Transcribe precisely, and only, the lines beginning at the line containing "async fn hash_is_stable_sha256()" and ending at the final line of the material below.

===

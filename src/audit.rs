//! Audit Sink: a one-way, fire-and-forget log of pre-execution code hashes.
//!
//! Implementations MUST tolerate bursts and MUST NOT block execution on
//! failure — the Façade always swallows and logs audit errors itself, but
//! a well-behaved sink should not need that safety net in practice.

use async_trait::async_trait;
use sha2::{Digest, Sha256};
use tracing::info;

#[async_trait]
pub trait AuditSink: Send + Sync {
    /// Log a code execution attempt and return the SHA-256 hash of the
    /// code, hex-encoded.
    async fn log_pre_execution(&self, code: &str, language: &str) -> anyhow::Result<String>;
}

/// Default Audit Sink: logs through `tracing` rather than a dedicated
/// collector. Stands in for a richer sink while keeping the hashing/logging
/// contract from §4.6/§6 real.
#[derive(Debug, Default, Clone)]
pub struct StdoutAuditSink;

impl StdoutAuditSink {
    pub fn new() -> Self {
        Self
    }
}

#[async_trait]
impl AuditSink for StdoutAuditSink {
    async fn log_pre_execution(&self, code: &str, language: &str) -> anyhow::Result<String> {
        let code_hash = hex::encode(Sha256::digest(code.as_bytes()));
        info!(
            language = %language,
            code_hash = %code_hash,
            code_length = code.len(),
            "audit: sandbox execution start"
        );
        Ok(code_hash)
    }
}

/// Audit Sink used when `enable_audit_logging` is turned off: still hashes
/// the code (callers may rely on the returned hash) but never logs it.
#[derive(Debug, Default, Clone)]
pub struct NoopAuditSink;

impl NoopAuditSink {
    pub fn new() -> Self {
        Self
    }
}

#[async_trait]
impl AuditSink for NoopAuditSink {
    async fn log_pre_execution(&self, code: &str, _language: &str) -> anyhow::Result<String> {
        Ok(hex::encode(Sha256::digest(code.as_bytes())))
    }
}

#[cfg(test)]
mod tests {
    use super::*;

    #[tokio::test]
    async fn hash_is_stable_sha256() {
        let sink = StdoutAuditSink::new();
        let hash = sink.log_pre_execution("print(1)", "python").await.unwrap();
        assert_eq!(hash.len(), 64);
        assert_eq!(
            hash,
            hex::encode(Sha256::digest(b"print(1)"))
        );
    }

    #[tokio::test]
    async fn noop_sink_still_returns_the_hash() {
        let sink = NoopAuditSink::new();
        let hash = sink.log_pre_execution("print(1)", "python").await.unwrap();
        assert_eq!(hash, hex::encode(Sha256::digest(b"print(1)")));
    }
}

===

* **SOLUTION FOR THIS EXERCISE**
    async fn hash_is_stable_sha256() {
        let sink = StdoutAuditSink::new();
        let hash = sink.log_pre_execution("print(1)", "python").await.unwrap();
        assert_eq!(hash.len(), 64);
        assert_eq!(
            hash,
            hex::encode(Sha256::digest(b"print(1)"))
        );
    }

    #[tokio::test]
    async fn noop_sink_still_returns_the_hash() {
        let sink = NoopAuditSink::new();
        let hash = sink.log_pre_execution("print(1)", "python").await.unwrap();
        assert_eq!(hash, hex::encode(Sha256::digest(b"print(1)")));
    }
}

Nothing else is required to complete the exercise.